Metadata-Version: 2.4
Name: palmsite
Version: 0.1.0
Summary: PalmSite: RdRP catalytic center predictor
Author: Ryota Sugimoto
License: Apache-2.0
Requires-Python: >=3.9
Description-Content-Type: text/markdown
License-File: LICENSE
Requires-Dist: click>=8.1
Requires-Dist: numpy>=1.23
Requires-Dist: h5py>=3.10
Requires-Dist: huggingface_hub>=0.24
Requires-Dist: esm==3.1.4
Requires-Dist: torch<3,>=2.2
Dynamic: license-file

# PalmSite — RdRP catalytic center predictor

PalmSite is a simple, fast command-line tool that predicts the **RNA-dependent RNA polymerase (RdRP) catalytic center** from protein FASTA and outputs **GFF3**.

## Highlights

- **One command** from FASTA → GFF3: `palmsite <fasta ...>`
- **High precision and recall** (internal benchmarks):

| Backbone (ESM-C) | Positives vs. Negatives | Positives vs. Rest |
|---|---:|---:|
| 6b   | 0.9998 | 0.9848 |
| 600m | 0.9992 | 0.9687 |
| 300m | 0.9991 | 0.9755 |

- Detects **distant homologs** (e.g., HSRV RdRP).
- Clear **progress logging** and fast **batched embedding** (local 300m/600m or Forge 6B).

## Installation

```bash
pip install palmsite
```

## Quickstart

```bash
# Basic (local 600m is default backbone)
palmsite examples/zikavirus_proteins.fasta

# Quiet mode (only errors)
palmsite -q examples/zikavirus_proteins.fasta

# Raise the reporting threshold
palmsite -p 0.9 examples/zikavirus_proteins.fasta

# Use 6B (Forge); requires a token
palmsite -b 6b -k <FORGE_TOKEN> examples/zikavirus_proteins.fasta
# or export ESM_FORGE_TOKEN and omit -k
```

Notes:
- `-b/--backbone` chooses the embedding model: **300m**, **600m** (local), or **6b** (Forge/cloud).

## Command-line usage

```
Usage: palmsite [OPTIONS] [FASTAS]...

  PalmSite — RdRP catalytic center predictor.

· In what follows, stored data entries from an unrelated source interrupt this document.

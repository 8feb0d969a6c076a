//! Snapshot persistence of the latest committed state
//!
//! File layout (UTF-8):
//!
//! ```text
//! RLSNAP1 <crc32 of body, 8 hex digits>\n
//! <body: one JSON object>\n
//! ```
//!
//! The body holds the highest commit identity and, for every key, its latest
//! value (base64) and commit identity. Writes go to a fsynced sibling temp
//! file that is renamed into place, followed by a directory fsync.

use std::fs::{self, File, OpenOptions};
use std::io::{self, Write};
use std::path::Path;

use base64::engine::general_purpose::STANDARD;
use base64::Engine as _;
use serde::{Deserialize, Serialize};

use super::checksum::{compute_checksum, verify_checksum};
use super::commit::CommitId;
use super::errors::{SnapshotError, SnapshotResult};
use super::world_state::WorldState;

const MAGIC: &str = "RLSNAP1";

#[derive(Debug, Serialize, Deserialize)]
struct SnapshotBody {
    highest_commit: CommitId,
    entries: Vec<SnapshotEntry>,
}

#[derive(Debug, Serialize, Deserialize)]
struct SnapshotEntry {
    key: String,
    commit_id: CommitId,
    value: String,
}

/// Serializes `state` into snapshot file contents.
pub fn render(state: &WorldState) -> Result<String, serde_json::Error> {
    let body = SnapshotBody {
        highest_commit: state.highest_commit_id(),
        entries: state
            .latest_entries()
            .map(|(key, version)| SnapshotEntry {
                key: key.to_string(),
                commit_id: version.commit_id(),
                value: STANDARD.encode(version.value()),
            })
            .collect(),
    };

    let body = serde_json::to_string(&body)?;
    let checksum = compute_checksum(body.as_bytes());
    Ok(format!("{} {:08x}\n{}\n", MAGIC, checksum, body))
}

/// Writes `state` to `path`, replacing any previous snapshot.
///
/// Sequence: write the sibling temp file, fsync it, rename it over `path`,
/// fsync the parent directory. The new snapshot is durable on return.
pub fn save(state: &WorldState, path: &Path) -> SnapshotResult<()> {
    let contents = render(state).map_err(|e| SnapshotError::Format {
        path: path.to_path_buf(),
        reason: e.to_string(),
    })?;

    let tmp = path.with_extension("tmp");
    write_synced(&tmp, contents.as_bytes())?;
    fs::rename(&tmp, path).map_err(|source| SnapshotError::Io {
        path: path.to_path_buf(),
        source,
    })?;

    let parent = match path.parent() {
        Some(dir) if !dir.as_os_str().is_empty() => dir,
        _ => Path::new("."),
    };
    fsync_dir(parent)
}

fn write_synced(path: &Path, bytes: &[u8]) -> SnapshotResult<()> {
    let io_err = |source: io::Error| SnapshotError::Io {
        path: path.to_path_buf(),
        source,
    };
    let mut file = File::create(path).map_err(io_err)?;
    file.write_all(bytes).map_err(io_err)?;
    // fsync is mandatory before the rename publishes the file
    file.sync_all().map_err(io_err)
}

fn fsync_dir(path: &Path) -> SnapshotResult<()> {
    let io_err = |source: io::Error| SnapshotError::Io {
        path: path.to_path_buf(),
        source,
    };
    let dir = OpenOptions::new().read(true).open(path).map_err(io_err)?;
    dir.sync_all().map_err(io_err)
}

/// Parses snapshot file contents read from `path`.
pub fn parse(contents: &str, path: &Path) -> SnapshotResult<WorldState> {
    let format_err = |reason: String| SnapshotError::Format {
        path: path.to_path_buf(),
        reason,
    };

    let (header, rest) = contents
        .split_once('\n')
        .ok_or_else(|| format_err("missing header line".to_string()))?;
    let body = rest.strip_suffix('\n').unwrap_or(rest);

    let expected = match header.split_once(' ') {
        Some((MAGIC, hex)) => u32::from_str_radix(hex, 16)
            .map_err(|_| format_err(format!("bad checksum field {}", hex)))?,
        _ => return Err(format_err("not a snapshot file".to_string())),
    };

    if !verify_checksum(body.as_bytes(), expected) {
        return Err(SnapshotError::ChecksumMismatch {
            path: path.to_path_buf(),
            expected,
            actual: compute_checksum(body.as_bytes()),
        });
    }

    let body: SnapshotBody =
        serde_json::from_str(body).map_err(|e| format_err(format!("invalid body: {}", e)))?;

    let entries = body
        .entries
        .into_iter()
        .map(|entry| {
            let value = STANDARD
                .decode(&entry.value)
                .map_err(|e| format_err(format!("key {}: invalid base64: {}", entry.key, e)))?;
            Ok((entry.key, entry.commit_id, value))
        })
        .collect::<SnapshotResult<Vec<_>>>()?;

    WorldState::restore(body.highest_commit, entries).map_err(format_err)
}

/// Loads a snapshot from `path`.
pub fn load(path: &Path) -> SnapshotResult<WorldState> {
    let contents = fs::read_to_string(path).map_err(|source| SnapshotError::Io {
        path: path.to_path_buf(),
        source,
    })?;
    parse(&contents, path)
}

Usage: palmsite -p 0.5 [-o
  result.gff] [options] <fasta ...>

Options:
  --version                      Show the version and exit.
  -o, --gff-out TEXT             Write GFF3 to this path; default: stdout if
                                 omitted
  -p, --min-p FLOAT              Minimum probability to include a feature in
                                 GFF  [default: 0.5]
  -b, --backbone [300m|600m|6b]  Embedding backbone & size: '300m' (fast,
                                 local), '600m' (balanced, local), '6b'
                                 (highest quality via ESM Forge; requires
                                 --token or ESM_FORGE_TOKEN).  [default: 600m]
  -m, --model-id TEXT            Hugging Face model repo (default via
                                 PALMSITE_MODEL_ID env or palmsite/<backbone>)
  -d, --device [auto|cpu|cuda]   Device for local ESM-C (ignored for 6B Forge)
                                 [default: auto]
  -k, --token TEXT               Forge token (required for 6B if not set in
                                 ESM_FORGE_TOKEN)
  -t, --tmp-dir TEXT             Optional working directory for temp files
  -q, --quiet                    Reduce non-error logs
  -v, --verbose                  Verbose logs (DEBUG level; overrides -q)
  --keep-tmp                     Keep temporary files (sanitized FASTA &
                                 embeddings.h5) for debugging
```

### About `-b/--backbone`

- **300m** – fast local ESM-C. Good for CPU/GPU prototyping.
- **600m** – balanced local ESM-C. Better quality; still lightweight.
- **6b** – highest quality via **ESM Forge** (cloud); requires `-k <token>` or `ESM_FORGE_TOKEN`.

## What PalmSite does

1. **Sanitize & merge FASTA**  
   Replaces unusual residues with `X`, drops sequences if too many fixes were needed, and writes one merged FASTA.
2. **Embed sequences**  
   - Launches the embedding engine (batched, token-aware micro-batching; visible progress/ETA).
   - Backends:
     - Local ESM-C (**300m/600m**) via Hugging Face.
     - Forge (**6B**) via the ESM SDK (`ESM3ForgeInferenceClient`).
3. **Predict → GFF3**  
   Loads the checkpoint from Hugging Face, computes RdRP probabilities and spans, aggregates per protein, and writes **GFF3**.

## Output

- **GFF3** (stdout or `-o`): one feature per protein (catalytic center span). Attributes include `P`, `sigma`, original length, and the chunk used.

## Environment variables

- `ESM_FORGE_TOKEN` — Forge API token for `-b 6b` (alternative to `-k`).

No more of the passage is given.